▶ [Data extract]
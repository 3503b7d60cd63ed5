//! # Broker Topology
//!
//! Names of the exchange, request queue and per-device reply queues.
//!
//! ```text
//!                       ┌──────────────────────────┐
//!  "renderer_requests"  │ matrx.renderer_requests  │ ──→ renderer
//!  ┌─────────────┐ ───→ └──────────────────────────┘
//!  │ matrx       │
//!  │ (topic)     │ ───→ ┌──────────────────────────┐
//!  └─────────────┘      │ matrx.<device id>        │ ──→ client
//!      "<device id>"    └──────────────────────────┘
//! ```

use crate::entities::DeviceId;
use crate::errors::ValidationError;

/// Default exchange name, also the prefix of every queue name.
pub const DEFAULT_EXCHANGE: &str = "matrx";

/// Routing key of render requests.
pub const REQUEST_ROUTING_KEY: &str = "renderer_requests";

/// Longest queue name the broker accepts (AMQP short string).
pub const MAX_QUEUE_NAME_LEN: usize = 255;

/// Resolved topology names.
#[derive(Debug, Clone, PartialEq, Eq)]
pub struct Topology {
    /// Durable topic exchange carrying requests and replies.
    pub exchange: String,
    /// Prefix of every queue name (`<prefix>.<suffix>`).
    pub queue_prefix: String,
    /// Queue the renderers consume requests from.
    pub request_queue: String,
    /// Routing key requests are published with.
    pub request_routing_key: String,
}

impl Default for Topology {
    fn default() -> Self {
        Self::new(DEFAULT_EXCHANGE, REQUEST_ROUTING_KEY)
    }
}

impl Topology {
    /// Topology whose queue prefix equals the exchange name.
    pub fn new(exchange: impl Into<String>, request_routing_key: impl Into<String>) -> Self {
        let exchange = exchange.into();
        let request_routing_key = request_routing_key.into();
        Self {
            request_queue: format!("{}.{}", exchange, request_routing_key),
            queue_prefix: exchange.clone(),
            exchange,
            request_routing_key,
        }
    }

    #[must_use]
    pub fn with_request_queue(mut self, request_queue: impl Into<String>) -> Self {
        self.request_queue = request_queue.into();
        self
    }

    /// Reply queue of `device`: `<prefix>.<device id>`.
    pub fn reply_queue_name(&self, device: &DeviceId) -> String {
        format!("{}.{}", self.queue_prefix, device)
    }

    /// Reply routing key of `device`: the raw device id.
    pub fn reply_routing_key<'a>(&self, device: &'a DeviceId) -> &'a str {
        device.as_str()
    }

    /// Reject device ids whose reply binding would capture requests or whose
    /// reply queue name is too long for the broker.
    pub fn check_device(&self, device: &DeviceId) -> Result<(), ValidationError> {
        let queue = self.reply_queue_name(device);
        if device.as_str() == self.request_routing_key || queue == self.request_queue {
            return Err(ValidationError::ReservedDeviceId {
                id: device.to_string(),
                reserved: self.request_routing_key.clone(),
            });
        }
        if queue.len() > MAX_QUEUE_NAME_LEN {
            return Err(ValidationError::QueueNameTooLong {
                queue,
                max: MAX_QUEUE_NAME_LEN,
            });
        }
        Ok(())
    }
}
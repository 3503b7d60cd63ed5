//! Command-line arguments.

use std::time::Duration;

use clap::Parser;
use matrx_render_client::config::DEFAULT_AMQP_URL;
use matrx_render_client::ReplyMatching;
use serde_json::Value;

/// Send one render request and wait for the reply
#[derive(Parser, Debug)]
#[command(name = "matrx-render")]
#[command(about = "Send a MATRX render request and wait for the device's reply")]
pub struct Args {
    /// Broker URL
    #[arg(long, env = "AMQP_URL", default_value = DEFAULT_AMQP_URL)]
    pub amqp_url: String,

    /// App to render
    #[arg(long, default_value = "clock")]
    pub app_id: String,

    /// Device id (default: test-device-<uuid>)
    #[arg(long)]
    pub device_id: Option<String>,

    /// Display width in pixels
    #[arg(long, default_value_t = 64)]
    pub width: u32,

    /// Display height in pixels
    #[arg(long, default_value_t = 32)]
    pub height: u32,

    /// App parameter as key=value; the value is parsed as JSON when possible
    #[arg(long = "param", value_name = "KEY=VALUE", value_parser = parse_param)]
    pub params: Vec<(String, Value)>,

    /// Reply timeout in seconds
    #[arg(long, default_value_t = 30)]
    pub timeout: u64,

    /// Reply correlation rules: strict, lenient or off
    #[arg(long)]
    pub matching: Option<ReplyMatching>,
}

impl Args {
    pub fn device_id(&self) -> String {
        self.device_id
            .clone()
            .unwrap_or_else(|| format!("test-device-{}", uuid::Uuid::new_v4()))
    }

    pub fn timeout(&self) -> Duration {
        Duration::from_secs(self.timeout)
    }
}

/// `key=value`, where `value` is JSON or else a plain string.
pub fn parse_param(raw: &str) -> Result<(String, Value), String> {
    let (key, value) = raw
        .split_once('=')
        .ok_or_else(|| format!("expected KEY=VALUE, got {raw:?}"))?;
    if key.is_empty() {
        return Err(format!("empty parameter name in {raw:?}"));
    }
    let value = serde_json::from_str(value).unwrap_or_else(|_| Value::String(value.to_string()));
    Ok((key.to_string(), value))
}
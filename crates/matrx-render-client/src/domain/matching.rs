//! Reply matching.
//!
//! A reply's correlation id is read from the message property first and the
//! body field second.

use std::fmt;
use std::str::FromStr;

use matrx_types::{CorrelationId, RenderReply};

use crate::error::ReplyRejection;

/// How strictly a waiter ties replies to its request.
#[derive(Debug, Clone, Copy, PartialEq, Eq, Default)]
pub enum ReplyMatching {
    /// The reply must carry the expected correlation id.
    Strict,
    /// A reply with a different id is skipped; one without any id is
    /// accepted. Assumes at most one request in flight per device.
    #[default]
    AllowUncorrelated,
    /// The first parsable reply wins.
    Disabled,
}

impl FromStr for ReplyMatching {
    type Err = String;

    fn from_str(s: &str) -> Result<Self, Self::Err> {
        match s.to_lowercase().as_str() {
            "strict" => Ok(Self::Strict),
            "lenient" | "allow_uncorrelated" | "allow-uncorrelated" => Ok(Self::AllowUncorrelated),
            "off" | "disabled" | "none" => Ok(Self::Disabled),
            other => Err(format!("unknown reply matching mode '{other}'")),
        }
    }
}

impl fmt::Display for ReplyMatching {
    fn fmt(&self, f: &mut fmt::Formatter<'_>) -> fmt::Result {
        f.write_str(match self {
            Self::Strict => "strict",
            Self::AllowUncorrelated => "lenient",
            Self::Disabled => "off",
        })
    }
}

/// What to do with a reply that belongs to another request.
#[derive(Debug, Clone, Copy, PartialEq, Eq, Default)]
pub enum StaleReplyPolicy {
    /// Nack with requeue so its own waiter can still take it.
    #[default]
    Requeue,
    /// Acknowledge and drop.
    Discard,
}

impl FromStr for StaleReplyPolicy {
    type Err = String;

    fn from_str(s: &str) -> Result<Self, Self::Err> {
        match s.to_lowercase().as_str() {
            "requeue" => Ok(Self::Requeue),
            "discard" | "drop" => Ok(Self::Discard),
            other => Err(format!("unknown stale reply policy '{other}'")),
        }
    }
}

/// Result of inspecting one delivery.
#[derive(Debug, Clone, PartialEq)]
pub enum Verdict {
    Accept(RenderReply),
    Reject(ReplyRejection),
}

/// Decide whether a delivery answers the request identified by `expected`.
pub fn evaluate_reply(
    matching: ReplyMatching,
    expected: Option<&CorrelationId>,
    property: Option<&str>,
    body: &[u8],
) -> Verdict {
    let reply = match RenderReply::from_json_slice(body) {
        Ok(reply) => reply,
        Err(e) => return Verdict::Reject(ReplyRejection::Malformed(e.to_string())),
    };

    let Some(expected) = expected else {
        return Verdict::Accept(reply);
    };
    if matching == ReplyMatching::Disabled {
        return Verdict::Accept(reply);
    }

    let actual = property
        .map(CorrelationId::from_wire)
        .or_else(|| reply.correlation_id.clone());

    match actual {
        Some(actual) if &actual == expected => Verdict::Accept(reply),
        Some(actual) => Verdict::Reject(ReplyRejection::CorrelationMismatch {
            expected: expected.clone(),
            actual,
        }),
        None if matching == ReplyMatching::Strict => {
            Verdict::Reject(ReplyRejection::MissingCorrelation {
                expected: expected.clone(),
            })
        }
        None => Verdict::Accept(reply),
    }
}
//! # Broker Ports
//!
//! The interface the protocol uses to talk to a broker. One [`Broker`] per
//! connection; any number of [`BrokerChannel`]s per broker. Channels are
//! independent: acknowledgements and prefetch windows are per channel, so
//! concurrent requests should not share one.

use async_trait::async_trait;
use std::pin::Pin;
use std::sync::Arc;
use tokio_stream::Stream;

use crate::error::BusError;
use crate::message::{
    Binding, Delivery, ExchangeSpec, OutboundMessage, PublishOutcome, QueueInfo, QueueSpec,
};

/// Deliveries of one consumer. Ends when the consumer is cancelled or its
/// channel closes.
pub type DeliveryStream = Pin<Box<dyn Stream<Item = Result<Delivery, BusError>> + Send>>;

/// A broker connection.
#[async_trait]
pub trait Broker: Send + Sync {
    /// Open a new channel with publisher confirms enabled.
    async fn open_channel(&self) -> Result<Arc<dyn BrokerChannel>, BusError>;
}

/// A channel on a broker connection.
#[async_trait]
pub trait BrokerChannel: Send + Sync {
    fn is_open(&self) -> bool;

    /// Idempotent exchange declare.
    async fn declare_exchange(&self, spec: &ExchangeSpec) -> Result<(), BusError>;

    /// Idempotent queue declare.
    async fn declare_queue(&self, spec: &QueueSpec) -> Result<QueueInfo, BusError>;

    /// Idempotent binding; binding twice yields one binding.
    async fn bind_queue(&self, binding: &Binding) -> Result<(), BusError>;

    /// Limit unacknowledged deliveries per channel (0 = unlimited).
    async fn set_prefetch(&self, count: u16) -> Result<(), BusError>;

    /// Publish and wait for the publisher confirm.
    async fn publish(&self, message: OutboundMessage) -> Result<PublishOutcome, BusError>;

    /// Start a manual-ack consumer.
    async fn consume(&self, queue: &str, consumer_tag: &str) -> Result<DeliveryStream, BusError>;

    /// Stop a consumer. Its unacknowledged deliveries stay with the channel.
    async fn cancel(&self, consumer_tag: &str) -> Result<(), BusError>;

    /// Close the channel; the broker requeues everything left unacknowledged.
    async fn close(&self) -> Result<(), BusError>;
}
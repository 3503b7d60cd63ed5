//! # MATRX Types Crate
//!
//! This crate contains the render protocol's wire envelopes, identifiers and
//! broker topology.
//!
//! ## Design Principles
//!
//! - **Single Source of Truth**: Client, dispatcher and harness all encode and
//!   decode through the types defined here.
//! - **Validated Identity**: A `DeviceId` that exists is safe to use as a
//!   routing key and as the suffix of a queue name.
//! - **Open Params**: App parameters stay an untyped JSON map; their schema is
//!   owned by the app, not by the protocol.

pub mod correlation;
pub mod entities;
pub mod errors;
pub mod topology;

pub use correlation::CorrelationId;
pub use entities::*;
pub use errors::*;
pub use topology::*;

/// Content type attached to every request and reply message.
pub const CONTENT_TYPE_JSON: &str = "application/json";
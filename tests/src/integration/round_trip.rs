//! # Request/Reply Round Trips
//!
//! The client publishes to `renderer_requests` and waits on `matrx.<device>`;
//! a renderer (simulated, or the real request consumer) answers keyed by the
//! device id.

#[cfg(test)]
mod tests {
    use std::sync::Arc;
    use std::time::Duration;

    use matrx_bus::{BrokerChannel, DeliveryMode, InMemoryBroker};
    use matrx_render_client::{
        CancelSignal, RenderClientError, ReplyWaiter, RequestPublisher, WaitOutcome, WaiterState,
    };
    use matrx_types::{CorrelationId, DeviceId, Topology};
    use tokio::time::Instant;

    use crate::fixtures::{
        client, clock_request, provision, publish_reply, spawn_worker, AppIdRenderer,
        BrokenRenderer,
    };

    // =========================================================================
    // SCENARIOS: SIMULATED RENDERER
    // =========================================================================

    /// dev-1 asks for the clock; the renderer answers "QUJD" on dev-1's queue.
    #[tokio::test(start_paused = true)]
    async fn test_clock_request_for_dev1_returns_qujd() {
        let broker = InMemoryBroker::new();
        let queue = provision(&broker, "dev-1").await;
        assert_eq!(queue.name, "matrx.dev-1");

        let mut waiter = ReplyWaiter::new(
            Arc::new(broker.channel()),
            &Topology::default(),
            DeviceId::new("dev-1").unwrap(),
        );
        waiter.subscribe().await.unwrap();

        let channel: Arc<dyn BrokerChannel> = Arc::new(broker.channel());
        let receipt = RequestPublisher::new(channel, Topology::default())
            .publish(&clock_request("dev-1"))
            .await
            .unwrap();

        let queued = broker.queued_messages("matrx.renderer_requests");
        assert_eq!(queued.len(), 1);
        let body: serde_json::Value = serde_json::from_slice(&queued[0].body).unwrap();
        assert_eq!(body["device"]["id"], "dev-1");
        assert_eq!(body["device"]["width"], 64);
        assert_eq!(body["device"]["height"], 32);
        assert_eq!(body["app_id"], "clock");
        assert_eq!(body["params"]["timezone"], "UTC");

        publish_reply(
            &broker,
            "dev-1",
            None,
            r#"{"render_output":"QUJD"}"#,
            DeliveryMode::Persistent,
        )
        .await;

        let outcome = waiter
            .wait(
                Some(&receipt.correlation_id),
                Duration::from_secs(5),
                &mut CancelSignal::never(),
            )
            .await
            .unwrap();
        let reply = outcome.into_reply().unwrap();
        assert_eq!(reply.render_output, "QUJD");
        assert_eq!(reply.decode_output().unwrap(), b"ABC");
        assert_eq!(waiter.state(), WaiterState::Matched);
        assert_eq!(broker.queue_info("matrx.dev-1").unwrap().message_count, 0);
    }

    /// Nobody answers within 5 seconds.
    #[tokio::test(start_paused = true)]
    async fn test_no_reply_within_five_seconds_times_out() {
        let broker = InMemoryBroker::new();
        let client = client(&broker);
        let started = Instant::now();

        let err = client
            .render(
                clock_request("dev-1"),
                Some(Duration::from_secs(5)),
                CancelSignal::never(),
            )
            .await
            .unwrap_err();

        let elapsed = started.elapsed();
        assert!(elapsed >= Duration::from_secs(5));
        assert!(elapsed < Duration::from_secs(5) + Duration::from_millis(10));
        match &err {
            RenderClientError::Timeout {
                device_id, timeout, ..
            } => {
                assert_eq!(device_id, "dev-1");
                assert_eq!(*timeout, Duration::from_secs(5));
            }
            other => panic!("unexpected error {other:?}"),
        }
        assert!(err.is_retryable());
        assert_eq!(broker.open_channel_count(), 0);
    }

    // =========================================================================
    // CLIENT ↔ REQUEST CONSUMER
    // =========================================================================

    #[tokio::test(start_paused = true)]
    async fn test_client_and_worker_round_trip() {
        let broker = InMemoryBroker::new();
        let worker = spawn_worker(&broker, AppIdRenderer);
        let client = client(&broker);

        let round_trip = client
            .render(
                clock_request("dev-1"),
                Some(Duration::from_secs(5)),
                CancelSignal::never(),
            )
            .await
            .unwrap();

        let reply = round_trip.outcome.reply().unwrap();
        assert_eq!(reply.decode_output().unwrap(), b"clock");
        assert_eq!(reply.render_output, "Y2xvY2s=");
        assert_eq!(
            reply.correlation_id.as_ref(),
            Some(&round_trip.receipt.correlation_id)
        );
        assert_eq!(reply.device_id.as_deref(), Some("dev-1"));
        assert_eq!(reply.app_id.as_deref(), Some("clock"));
        assert!(reply.processed_at.is_some());

        let stats = worker.stop().await;
        assert_eq!(stats.received, 1);
        assert_eq!(stats.replied, 1);
        assert_eq!(broker.unacked_count(), 0);
    }

    #[tokio::test(start_paused = true)]
    async fn test_render_failure_is_delivered_as_reply() {
        let broker = InMemoryBroker::new();
        let worker = spawn_worker(&broker, BrokenRenderer);

        let round_trip = client(&broker)
            .render(
                clock_request("dev-1"),
                Some(Duration::from_secs(5)),
                CancelSignal::never(),
            )
            .await
            .unwrap();

        let reply = round_trip.outcome.into_reply().unwrap();
        assert!(reply.is_failure());
        assert!(reply.error.as_deref().unwrap().contains("font missing"));

        let stats = worker.stop().await;
        assert_eq!(stats.failed_renders, 1);
    }

    #[tokio::test(start_paused = true)]
    async fn test_consecutive_requests_get_distinct_correlation_ids() {
        let broker = InMemoryBroker::new();
        let worker = spawn_worker(&broker, AppIdRenderer);
        let client = client(&broker);

        let mut seen: Vec<CorrelationId> = Vec::new();
        for app in ["clock", "weather", "clock"] {
            let mut request = clock_request("dev-1");
            request.app_id = app.to_string();
            let round_trip = client
                .render(request, Some(Duration::from_secs(5)), CancelSignal::never())
                .await
                .unwrap();
            assert_eq!(
                round_trip.outcome.reply().unwrap().decode_output().unwrap(),
                app.as_bytes()
            );
            assert!(!seen.contains(&round_trip.receipt.correlation_id));
            seen.push(round_trip.receipt.correlation_id);
        }

        assert_eq!(worker.stop().await.replied, 3);
    }

    #[tokio::test(start_paused = true)]
    async fn test_cancel_mid_wait_returns_cleanly() {
        let broker = InMemoryBroker::new();
        let client = Arc::new(client(&broker));
        let (handle, signal) = matrx_render_client::cancellation();

        let task = {
            let client = client.clone();
            tokio::spawn(async move {
                client
                    .render(clock_request("dev-1"), Some(Duration::from_secs(30)), signal)
                    .await
            })
        };
        tokio::time::sleep(Duration::from_secs(1)).await;
        handle.cancel();

        let round_trip = task.await.unwrap().unwrap();
        assert_eq!(round_trip.outcome, WaitOutcome::Cancelled);
        assert_eq!(broker.open_channel_count(), 0);
        // The request is still there for a renderer.
        assert_eq!(
            broker
                .queue_info("matrx.renderer_requests")
                .unwrap()
                .message_count,
            1
        );
    }
}
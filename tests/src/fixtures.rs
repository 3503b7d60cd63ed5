//! Shared setup for the integration flows.

use std::sync::Arc;

use async_trait::async_trait;
use matrx_bus::{
    BrokerChannel, DeliveryMode, InMemoryBroker, MessageProperties, OutboundMessage,
    PublishOutcome,
};
use matrx_render_client::{ClientConfig, RenderClient, ReplyQueue, ReplyQueueProvisioner};
use matrx_render_worker::{
    ConsumerStats, RenderHandler, RequestConsumer, WorkerConfig, WorkerError,
};
use matrx_types::{Device, DeviceId, RenderRequest, Topology};
use tokio::sync::watch;
use tokio::task::JoinHandle;

/// The clock request every scenario starts from.
pub fn clock_request(device: &str) -> RenderRequest {
    let device = Device::new(DeviceId::new(device).unwrap(), 64, 32).unwrap();
    RenderRequest::new("clock", device).with_param("timezone", "UTC")
}

pub fn client(broker: &InMemoryBroker) -> RenderClient {
    RenderClient::new(Arc::new(broker.clone()), ClientConfig::default())
}

pub fn client_with(broker: &InMemoryBroker, config: ClientConfig) -> RenderClient {
    RenderClient::new(Arc::new(broker.clone()), config)
}

/// Provision the reply queue of `device` and the request queue.
pub async fn provision(broker: &InMemoryBroker, device: &str) -> ReplyQueue {
    let provisioner = ReplyQueueProvisioner::new(Arc::new(broker.channel()), Topology::default());
    provisioner.ensure_request_queue().await.unwrap();
    provisioner
        .provision(&DeviceId::new(device).unwrap())
        .await
        .unwrap()
}

/// Publish a reply the way a renderer would: to the exchange, keyed by the
/// device id.
pub async fn publish_reply(
    broker: &InMemoryBroker,
    device: &str,
    correlation_id: Option<&str>,
    body: &str,
    delivery_mode: DeliveryMode,
) {
    let channel = broker.channel();
    let mut properties = MessageProperties {
        delivery_mode,
        ..MessageProperties::default()
    };
    if let Some(id) = correlation_id {
        properties = properties.with_correlation_id(id);
    }
    let outcome = channel
        .publish(OutboundMessage::new(
            "matrx",
            device,
            properties,
            body.as_bytes().to_vec(),
        ))
        .await
        .unwrap();
    assert_eq!(outcome, PublishOutcome::Confirmed);
}

/// A running request consumer.
pub struct Worker {
    pub shutdown: watch::Sender<bool>,
    pub task: JoinHandle<Result<ConsumerStats, WorkerError>>,
}

impl Worker {
    pub async fn stop(self) -> ConsumerStats {
        self.shutdown.send(true).unwrap();
        self.task.await.unwrap().unwrap()
    }
}

pub fn spawn_worker<H: RenderHandler + 'static>(broker: &InMemoryBroker, handler: H) -> Worker {
    let channel: Arc<dyn BrokerChannel> = Arc::new(broker.channel());
    let config = WorkerConfig {
        consumer_tag: "matrx-renderer-test".to_string(),
        ..WorkerConfig::default()
    };
    let consumer = RequestConsumer::new(channel, handler, config);
    let (shutdown, rx) = watch::channel(false);
    let task = tokio::spawn(async move { consumer.run(rx).await });
    Worker { shutdown, task }
}

/// Renders the request's app id as the image bytes, so every reply is
/// traceable to its request.
pub struct AppIdRenderer;

#[async_trait]
impl RenderHandler for AppIdRenderer {
    async fn render(&self, request: &RenderRequest) -> Result<Vec<u8>, WorkerError> {
        Ok(request.app_id.as_bytes().to_vec())
    }
}

/// Fails every render.
pub struct BrokenRenderer;

#[async_trait]
impl RenderHandler for BrokenRenderer {
    async fn render(&self, _request: &RenderRequest) -> Result<Vec<u8>, WorkerError> {
        Err(WorkerError::Handler("font missing".to_string()))
    }
}
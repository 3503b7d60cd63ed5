//! Render handler port.
//!
//! The consumer owns the broker side; a `RenderHandler` only turns a
//! validated request into image bytes.

use async_trait::async_trait;
use matrx_types::RenderRequest;

use crate::error::WorkerError;

/// Produces the raw output of one render (Driven Port).
#[async_trait]
pub trait RenderHandler: Send + Sync {
    /// Render `request`. The consumer base64-encodes the returned bytes.
    async fn render(&self, request: &RenderRequest) -> Result<Vec<u8>, WorkerError>;
}

/// Answers every request with the same bytes.
#[derive(Debug, Clone, Default)]
pub struct StaticRenderHandler {
    output: Vec<u8>,
}

impl StaticRenderHandler {
    pub fn new(output: impl Into<Vec<u8>>) -> Self {
        Self {
            output: output.into(),
        }
    }
}

#[async_trait]
impl RenderHandler for StaticRenderHandler {
    async fn render(&self, _request: &RenderRequest) -> Result<Vec<u8>, WorkerError> {
        if self.output.is_empty() {
            return Err(WorkerError::Handler("no output configured".to_string()));
        }
        Ok(self.output.clone())
    }
}
//! # MATRX Bus - Broker Abstraction for the Render Protocol
//!
//! The render protocol assumes a broker with AMQP 0-9-1 semantics. This crate
//! names exactly the slice of those semantics the protocol depends on, behind
//! two ports:
//!
//! - [`Broker`]: opens channels.
//! - [`BrokerChannel`]: declares, binds, publishes with confirms, consumes.
//!
//! ## Implementations
//!
//! - [`InMemoryBroker`]: in-process broker with topic routing, durable
//!   queues, manual acknowledgement, prefetch, mandatory returns and a
//!   simulated restart. Used by tests and local harness runs.
//! - `AmqpBroker` (feature `amqp`): RabbitMQ via `lapin`.
//!
//! ```text
//! ┌──────────┐ publish(mandatory) ┌───────────────┐  route   ┌─────────────┐
//! │ channel  │ ─────────────────→ │ topic exchange│ ───────→ │ queue(s)    │
//! └──────────┘ ←── confirm/return └───────────────┘          └──────┬──────┘
//!                                                   deliver (prefetch)│
//!                                          ┌───────────────┐          │
//!                                          │ consumer      │ ←────────┘
//!                                          │ ack / nack    │
//!                                          └───────────────┘
//! ```

// Nursery lints that are too strict
#![allow(clippy::missing_const_for_fn)]
// Allow in tests
#![cfg_attr(test, allow(clippy::unwrap_used))]
#![cfg_attr(test, allow(clippy::expect_used))]
#![cfg_attr(test, allow(clippy::panic))]

#[cfg(feature = "amqp")]
pub mod amqp;
pub mod channel;
pub mod error;
pub mod memory;
pub mod message;
pub mod topic;

// Re-export main types
#[cfg(feature = "amqp")]
pub use amqp::{AmqpBroker, AmqpChannel};
pub use channel::{Broker, BrokerChannel, DeliveryStream};
pub use error::BusError;
pub use memory::{InMemoryBroker, InMemoryChannel, QueuedMessage};
pub use message::{
    Acknowledger, Binding, Delivery, DeliveryMode, ExchangeKind, ExchangeSpec, MessageProperties,
    OutboundMessage, PublishOutcome, QueueInfo, QueueSpec,
};
pub use topic::topic_matches;

/// Reply code sent when a channel is closed normally.
pub const REPLY_SUCCESS: u16 = 200;

/// Longest queue, exchange or routing key name (AMQP short string).
pub const MAX_NAME_LEN: usize = 255;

▶ [What is being asked]
Return exactly, please, the lines of the material from the first one down to and including the line where "use crate::entities::DeviceId;" appears.

▶ [Problem solution]
repository 3503b7d60cd63ed5
//! # Broker Topology
//!
//! Names of the exchange, request queue and per-device reply queues.
//!
//! ```text
//!                       ┌──────────────────────────┐
//!  "renderer_requests"  │ matrx.renderer_requests  │ ──→ renderer
//!  ┌─────────────┐ ───→ └──────────────────────────┘
//!  │ matrx       │
//!  │ (topic)     │ ───→ ┌──────────────────────────┐
//!  └─────────────┘      │ matrx.<device id>        │ ──→ client
//!      "<device id>"    └──────────────────────────┘
//! ```

use crate::entities::DeviceId;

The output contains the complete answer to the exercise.